Maduro is facing the same charges as in an earlier
indictment brought against him in Manhattan federal court in 2020, during the
first Trump presidency. The new indictment unsealed on Saturday, which adds
charges against Maduro's wife, was filed under seal in the Southern District of
New York just before Christmas.
It was not immediately clear when Maduro and his wife, Cilia
Flores, would make their first appearance at the courthouse in Manhattan. A
video posted Saturday night on social media by a White House account showed
Maduro, smiling, as he was escorted through a US. Drug Enforcement
Administration office in New York by two federal agents grasping his arms. He
was expected to be detained while awaiting trial at a federal jail in Brooklyn.

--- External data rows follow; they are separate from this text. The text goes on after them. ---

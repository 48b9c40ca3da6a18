//! Command-line interface definitions for newsdrop.
//!
//! This module defines the CLI arguments and options using the `clap`
//! crate. Secrets and deployment knobs can be supplied as flags or via
//! environment variables.

use clap::{Parser, Subcommand};

/// Command-line arguments for the newsdrop application.
///
/// Global options cover credentials shared by both modes; everything
/// mode-specific lives on the subcommand.
///
/// # Examples
///
/// ```sh
/// # Print today's US headlines and save them next to the binary
/// newsdrop --api-key YOUR_KEY headlines
///
/// # Archive recent AI coverage to DynamoDB and S3
/// NEWS_API_KEY=YOUR_KEY newsdrop archive --bucket my-news-bucket
/// ```
#[derive(Parser, Debug)]
#[command(author, version, about)]
pub struct Cli {
    /// News API key
    #[arg(long, env = "NEWS_API_KEY", hide_env_values = true)]
    pub api_key: String,

    /// AWS region used by the cloud sinks
    #[arg(long, env = "AWS_REGION", default_value = "us-east-1")]
    pub region: String,

    #[command(subcommand)]
    pub command: Command,
}

/// The two pipeline configurations.
#[derive(Subcommand, Debug)]
pub enum Command {
    /// Fetch top headlines and write them to a local JSON file
    Headlines {
        /// Headline category (business, entertainment, general, health,
        /// science, sports, technology)
        #[arg(short, long, default_value = "general")]
        category: String,

        /// Two-letter country code
        #[arg(long, default_value = "us")]
        country: String,

        /// Number of articles to request
        #[arg(short, long, default_value_t = 10, value_parser = clap::value_parser!(u32).range(1..=100))]
        page_size: u32,

        /// Directory the JSON document is written to
        #[arg(short, long, default_value = ".")]
        output_dir: String,
    },

    /// Fetch recent articles for a query and archive them to DynamoDB and S3
    Archive {
        /// Free-text search query
        #[arg(short, long, default_value = "artificial intelligence")]
        query: String,

        /// Number of articles to request
        #[arg(short, long, default_value_t = 5, value_parser = clap::value_parser!(u32).range(1..=100))]
        page_size: u32,

        /// DynamoDB table receiving one row per article
        #[arg(long, env = "NEWS_TABLE_NAME", default_value = "NewsArticles")]
        table: String,

        /// S3 bucket receiving the batch document
        #[arg(long, env = "NEWS_S3_BUCKET")]
        bucket: String,
    },
}

#[cfg(test)]
mod tests {
    use super::*;

    #[test]
    fn test_headlines_defaults() {
        let cli = Cli::parse_from(["newsdrop", "--api-key", "k", "headlines"]);

        match cli.command {
            Command::Headlines {
                category,
                country,
                page_size,
                output_dir,
            } => {
                assert_eq!(category, "general");
                assert_eq!(country, "us");
                assert_eq!(page_size, 10);
                assert_eq!(output_dir, ".");
            }
            other => panic!("expected headlines, got {other:?}"),
        }
        assert_eq!(cli.api_key, "k");
    }

    #[test]
    fn test_region_flag() {
        let cli = Cli::parse_from([
            "newsdrop",
            "--api-key",
            "k",
            "--region",
            "ap-south-1",
            "headlines",
        ]);
        assert_eq!(cli.region, "ap-south-1");
    }

    #[test]
    fn test_headlines_flags() {
        let cli = Cli::parse_from([
            "newsdrop",
            "--api-key",
            "k",
            "headlines",
            "-c",
            "technology",
            "--country",
            "in",
            "-p",
            "25",
            "-o",
            "/tmp/out",
        ]);

        match cli.command {
            Command::Headlines {
                category,
                country,
                page_size,
                output_dir,
            } => {
                assert_eq!(category, "technology");
                assert_eq!(country, "in");
                assert_eq!(page_size, 25);
                assert_eq!(output_dir, "/tmp/out");
            }
            other => panic!("expected headlines, got {other:?}"),
        }
    }

    #[test]
    fn test_archive_defaults() {
        let cli = Cli::parse_from([
            "newsdrop",
            "--api-key",
            "k",
            "archive",
            "--bucket",
            "news-bucket",
        ]);

        match cli.command {
            Command::Archive {
                query,
                page_size,
                table,
                bucket,
            } => {
                assert_eq!(query, "artificial intelligence");
                assert_eq!(page_size, 5);
                assert_eq!(table, "NewsArticles");
                assert_eq!(bucket, "news-bucket");
            }
            other => panic!("expected archive, got {other:?}"),
        }
    }

    #[test]
    fn test_page_size_rejected_over_api_maximum() {
        let result = Cli::try_parse_from([
            "newsdrop",
            "--api-key",
            "k",
            "headlines",
            "--page-size",
            "101",
        ]);
        assert!(result.is_err());
    }

    #[test]
    fn test_page_size_rejected_at_zero() {
        let result = Cli::try_parse_from([
            "newsdrop",
            "--api-key",
            "k",
            "headlines",
            "--page-size",
            "0",
        ]);
        assert!(result.is_err());
    }
}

Maduro allowed ‘cocaine-fuelled
corruption to flourish'
The indictment accuses Maduro of partnering with “some of
the most violent and prolific drug traffickers and narco-terrorists in the
world” to allow for the shipment of thousands of tons of cocaine into the US
Authorities allege powerful and violent drug-trafficking organizations, such as
the Sinaloa Cartel and Tren de Aragua gang, worked directly with the Venezuelan
government and then sent profits to high-ranking officials who helped and
protected them in exchange.
Maduro allowed “cocaine-fuelled corruption to flourish for
his own benefit, for the benefit of members of his ruling regime, and for the
benefit of his family members,” the indictment alleges.
US authorities allege that Maduro and his family “provided
law enforcement cover and logistical support” to cartels moving drugs
throughout the region, resulting in as much as 250 tons of cocaine trafficked
through Venezuela annually by 2020, according to the indictment. Drugs were
moved on go-fast vessels, fishing boats and container ships or on planes from
clandestine airstrips, the indictment says.
“This cycle of narcotics-based corruption lines the pockets
of Venezuelan officials and their families while also benefiting violent
narco-terrorists who operate with impunity on Venezuelan soil and who help
produce, protect, and transport tons of cocaine to the United States,” the
indictment says.
Allegations of bribes
and orders of kidnappings and murders
The US accuses Maduro and his wife of ordering kidnappings,
beatings and murders “against those who owed them drug money or otherwise
undermined their drug trafficking operation.” That includes the killing of a
local drug boss in Caracas, according to the indictment.
Maduro's wife is also accused of accepting hundreds of
thousands of dollars in bribes in 2007 to arrange a meeting between “a
large-scale drug trafficker” and the director of Venezuela's National Anti-Drug
Office. In a corrupt deal, the drug trafficker then agreed to pay a monthly
bribe to the director of the anti-drug office as well as about $100,000 for
each cocaine-carrying flight “to ensure the flight's safe passage.” Some of
that money then went to Maduro's wife, the indictment says.
Nephews of Maduro's wife were heard during recorded meetings
with confidential US government sources in 2015 agreeing to send
“multi-hundred-kilogram cocaine shipments” from Maduro's “presidential hanger”
at a Venezuelan airport. The nephews during the recorded meetings explained
“that they were at war' with the United States,” the indictment alleges. They
were both sentenced in 2017 to 18 years in prison for conspiring to send tons
of cocaine into the US before being released in 2022 as part of a prisoner swap
in exchange for seven imprisoned Americans.
During a news conference, Secretary of State Marco Rubio and
Dan Caine, the chairman of the Joint Chiefs of Staff, cast the military raid
that captured Maduro and his wife as an action carried out on behalf of the
Department of Justice. Caine said the operation was made “at the request of the
Justice Department.”
Rubio, as he responded to a question about whether Congress
had been notified, said the US raid to get the couple was “basically a law
enforcement function," adding that it was an instance in which the
“Department of War supported the Department of Justice." He called Maduro
“a fugitive of American justice with a USD 50 million reward” over his head.